El pasado día 21 daba mi agradecida bienvenida en Twitter al seguidor que hacía el medio millar, un número tan redondo bien se merece una pausa y tomar una breve nota y foto de la perspectiva. Casualmente... ¡Sevilla tuvo que ser! Y, ¿más casualmente? Ese puesto lo ocupó la Asociación Profesional de las Policías Locales de la Provincia de Sevilla (ASPOSE). ¡Gracias de nuevo!
Para mí, Sevilla es la capital del sur y Bilbao la del norte. En la primera de esas ciudades y su provincia pasé mi tiempo de soldado, quince meses que para mí fueron un intenso y magnífico aprendizaje sobre mí mismo y los demás, donde conviví con personas de todas partes de España y algunas de Estados Unidos, donde me forjé y templé también como conductor ampliando muchísimo mi experiencia en esa tarea, donde pude practicar y entrenar maniobras y técnicas, aún hoy, prácticamente imposibles de hacer en la vida civil.
Con la Policía Municipal -ahora llamada Local- tengo, por decirlo brevemente y exagerando, una especie de relación amor-odio de la que daré cumplida cuenta en una futura entrada. Así pues, y por los motivos expuestos, mi seguidor número 500 en Twitter me resultó muy significativo, y de inmediato me trajo a la memoria una tarea que tengo pendiente en este blog desde hace tiempo, seguramente demasiado. No dejaré pasar un segundo más.

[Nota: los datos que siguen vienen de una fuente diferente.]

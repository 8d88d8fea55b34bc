//! Configuration management subsystem.
//!
//! # Data Flow
//! ```text
//! config file (TOML)
//!     → loader.rs (parse & deserialize)
//!     → validation.rs (semantic checks)
//!     → AdapterConfig (validated, immutable)
//!     → split into listener / bridge / server settings at startup
//! ```
//!
//! # Design Decisions
//! - Config is immutable once loaded; protocols are fixed for the server lifetime
//! - All fields have defaults to allow minimal configs
//! - Validation separates syntactic (serde) from semantic checks

pub mod loader;
pub mod schema;
pub mod validation;

pub use schema::AdapterConfig;
pub use schema::LimitsConfig;
pub use schema::ListenerConfig;
pub use schema::ObservabilityConfig;
pub use schema::ProtocolConfig;
pub use schema::TimeoutConfig;
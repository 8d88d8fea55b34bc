//! Connection state machine and lifecycle tracking.
//!
//! # Responsibilities
//! - Track per-connection request state (Idle → AccumulatingBody → Processing)
//! - Generate unique connection IDs for tracing
//! - Coordinate graceful shutdown per-connection
//! - Count active connections

use std::sync::atomic::{AtomicU64, Ordering};
use std::sync::Arc;

use thiserror::Error;
use tokio::sync::watch;

use crate::http::request::{CompletedRequest, RequestAccumulator, RequestHead};
use crate::observability::metrics;

/// Global atomic counter for connection IDs.
/// Relaxed: ids only need to be unique.
static CONNECTION_ID_COUNTER: AtomicU64 = AtomicU64::new(1);

/// Unique identifier for a connection.
#[derive(Debug, Clone, Copy, PartialEq, Eq, Hash)]
pub struct ConnectionId(u64);

impl ConnectionId {
    /// Generate a new unique connection ID.
    pub fn new() -> Self {
        Self(CONNECTION_ID_COUNTER.fetch_add(1, Ordering::Relaxed))
    }

}

impl Default for ConnectionId {
    fn default() -> Self {
        Self::new()
    }
}

impl std::fmt::Display for ConnectionId {
    fn fmt(&self, f: &mut std::fmt::Formatter<'_>) -> std::fmt::Result {
        write!(f, "conn-{}", self.0)
    }
}

/// Errors raised while driving a connection.
///
/// All of these end the connection; RPC-level failures never show up here.
#[derive(Debug, Error)]
pub enum HandlerError {
    /// A request head arrived while another request was in flight.
    #[error("request head received while {state}; pipelining is not supported")]
    Pipelined { state: &'static str },

    /// Body or end event outside of a request.
    #[error("unexpected {event} event while {state}")]
    OutOfOrder {
        event: &'static str,
        state: &'static str,
    },

    /// The request body exceeded the configured limit.
    #[error("request body exceeds {limit} bytes")]
    BodyTooLarge { limit: usize },

    /// Reading the request body from the socket failed.
    #[error("failed to read request body: {0}")]
    Body(#[from] hyper::Error),

    /// The connection closed before the response could be written.
    #[error("connection closed")]
    Closed,
}

/// Request-level state of one connection.
#[derive(Debug)]
pub enum HandlerState {
    /// No request in flight.
    Idle,
    /// Head seen, collecting body chunks.
    AccumulatingBody(RequestAccumulator),
    /// Body complete, waiting for the processor.
    Processing(RequestHead),
    /// Connection is gone or about to close.
    Closed,
}

impl HandlerState {
    pub fn name(&self) -> &'static str {
        match self {
            HandlerState::Idle => "idle",
            HandlerState::AccumulatingBody(_) => "accumulating body",
            HandlerState::Processing(_) => "processing",
            HandlerState::Closed => "closed",
        }
    }
}

/// Per-connection request state machine.
///
/// Receives head/body/end events for one request at a time. The owner runs the
/// bridge between [`on_end`](Self::on_end) and [`on_response`](Self::on_response).
#[derive(Debug)]
pub struct ConnectionHandler {
    id: ConnectionId,
    state: HandlerState,
    max_body_size: usize,
    requests: u64,
}

impl ConnectionHandler {
    pub fn new(id: ConnectionId, max_body_size: usize) -> Self {
        Self {
            id,
            state: HandlerState::Idle,
            max_body_size,
            requests: 0,
        }
    }

    pub fn state(&self) -> &HandlerState {
        &self.state
    }

    /// Requests answered on this connection so far.
    pub fn requests_served(&self) -> u64 {
        self.requests
    }

    pub fn is_closed(&self) -> bool {
        matches!(self.state, HandlerState::Closed)
    }

    /// Start a new request.
    pub fn on_head(&mut self, head: RequestHead) -> Result<(), HandlerError> {
        match self.state {
            HandlerState::Idle => {
                tracing::trace!(
                    connection_id = %self.id,
                    method = %head.method,
                    uri = %head.uri,
                    keep_alive = head.keep_alive,
                    "Request head"
                );
                self.state = HandlerState::AccumulatingBody(RequestAccumulator::new(
                    head,
                    self.max_body_size,
                ));
                Ok(())
            }
            ref other => Err(HandlerError::Pipelined {
                state: other.name(),
            }),
        }
    }

    /// Append a body chunk. Exceeding the body limit closes the connection.
    pub fn on_body(&mut self, chunk: &[u8]) -> Result<(), HandlerError> {
        match &mut self.state {
            HandlerState::AccumulatingBody(acc) => {
                if let Err(err) = acc.append(chunk) {
                    self.state = HandlerState::Closed;
                    return Err(err);
                }
                Ok(())
            }
            other => Err(HandlerError::OutOfOrder {
                event: "body",
                state: other.name(),
            }),
        }
    }

    /// Finish the request and hand its body to the caller.
    pub fn on_end(&mut self) -> Result<CompletedRequest, HandlerError> {
        match std::mem::replace(&mut self.state, HandlerState::Closed) {
            HandlerState::AccumulatingBody(acc) => {
                let request = acc.finish();
                self.state = HandlerState::Processing(request.head.clone());
                Ok(request)
            }
            other => {
                let state = other.name();
                self.state = other;
                Err(HandlerError::OutOfOrder {
                    event: "end",
                    state,
                })
            }
        }
    }

    /// Record that a response is about to be written.
    ///
    /// Returns to `Idle` when the connection stays open. Fails with
    /// [`HandlerError::Closed`] when the connection went away while processing,
    /// in which case the response must be dropped.
    pub fn on_response(&mut self, keep_alive: bool) -> Result<(), HandlerError> {
        match self.state {
            HandlerState::Processing(_) => {
                self.requests += 1;
                self.state = if keep_alive {
                    HandlerState::Idle
                } else {
                    HandlerState::Closed
                };
                Ok(())
            }
            HandlerState::Closed => Err(HandlerError::Closed),
            ref other => Err(HandlerError::OutOfOrder {
                event: "response",
                state: other.name(),
            }),
        }
    }

    /// The connection is gone; any in-flight result will be discarded.
    pub fn on_close(&mut self) {
        if !self.is_closed() {
            tracing::trace!(connection_id = %self.id, state = self.state.name(), "Handler closed");
        }
        self.state = HandlerState::Closed;
    }
}

/// Tracks active connections for graceful shutdown.
///
/// Uses a watch channel to tell connections to drain.
#[derive(Debug, Clone)]
pub struct ConnectionTracker {
    /// Current count of active connections.
    active_count: Arc<AtomicU64>,
    /// Sender flipped to `true` when connections should drain.
    drain_tx: Arc<watch::Sender<bool>>,
    /// Receiver cloned into every connection task.
    drain_rx: watch::Receiver<bool>,
}

impl ConnectionTracker {
    /// Create a new connection tracker.
    pub fn new() -> Self {
        let (tx, rx) = watch::channel(false);
        Self {
            active_count: Arc::new(AtomicU64::new(0)),
            drain_tx: Arc::new(tx),
            drain_rx: rx,
        }
    }

    /// Record a new active connection. Returns a guard that decrements on drop.
    pub fn track(&self) -> ConnectionGuard {
        let active = self.active_count.fetch_add(1, Ordering::SeqCst) + 1;
        metrics::set_active_connections(active);
        ConnectionGuard {
            active_count: Arc::clone(&self.active_count),
            id: ConnectionId::new(),
        }
    }

    /// Get current active connection count.
    pub fn active_count(&self) -> u64 {
        self.active_count.load(Ordering::SeqCst)
    }

    /// Ask every connection to finish its in-flight request and close.
    pub fn drain(&self) {
        let _ = self.drain_tx.send(true);
    }

    /// Wait until all connections are closed.
    pub async fn wait_for_shutdown(&self) {
        while self.active_count.load(Ordering::SeqCst) > 0 {
            tokio::time::sleep(tokio::time::Duration::from_millis(50)).await;
        }
    }

    /// Clone the drain receiver for use in tasks.
    pub fn drain_receiver(&self) -> watch::Receiver<bool> {
        self.drain_rx.clone()
    }
}

impl Default for ConnectionTracker {
    fn default() -> Self {
        Self::new()
    }
}

/// Guard that tracks a connection's lifetime.
/// Decrements active count when dropped.
#[derive(Debug)]
pub struct ConnectionGuard {
    active_count: Arc<AtomicU64>,
    id: ConnectionId,
}

impl ConnectionGuard {
    /// Get this connection's ID.
    pub fn id(&self) -> ConnectionId {
        self.id
    }
}

impl Drop for ConnectionGuard {
    fn drop(&mut self) {
        let active = self.active_count.fetch_sub(1, Ordering::SeqCst) - 1;
        metrics::set_active_connections(active);
        tracing::trace!(connection_id = %self.id, "Connection closed");
    }
}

Esta historia sucedió antes de ir a la mili, y en el norte, en Gijón. Alguna vez hice alguna breve referencia a ella pero nunca la conté y creo que es muy interesante, sin duda debí de hacerlo antes, si siempre la contaba en clase de teórica... Ustedes perdonen.
Sin haber cumplido un año con el carnet de conducir comencé a trabajar como repartidor con una furgoneta en una tienda y almacén de papeles pintados, suelos plásticos, moquetas y pintura; productos que se distribuían a otras tiendas, sobre todo de Gijón pero también a otras localidades de Asturias y de otras provincias así como al público en general.
Normalmente, se iban recibiendo y preparando pedidos que, más o menos, mediada la mañana o la tarde yo tenía que repartir y todos debían ser entregados antes de que cerrasen los comercios que los pedían o saliera el último tren, camión o autobús con destino a lugares más lejanos donde debía de llegar la mercancía.
Así pues, tenía que andar ágil, a veces mucho; cosa que no sólo no me molestaba sino que hasta lo agradecía, ya saben, “qué más quiere el ciego que ver”. Generalmente, siempre me gustó andar más bien rápido, incluso con mis piernas. Aunque era un perfecto novato ya me sentía un poco por encima de la media como conductor (por pedante que suene es la verdad), y sí, sabía que aún tenía mucho que aprender y muchas ganas de hacerlo, pero por entonces no pensaba que fuese tanto.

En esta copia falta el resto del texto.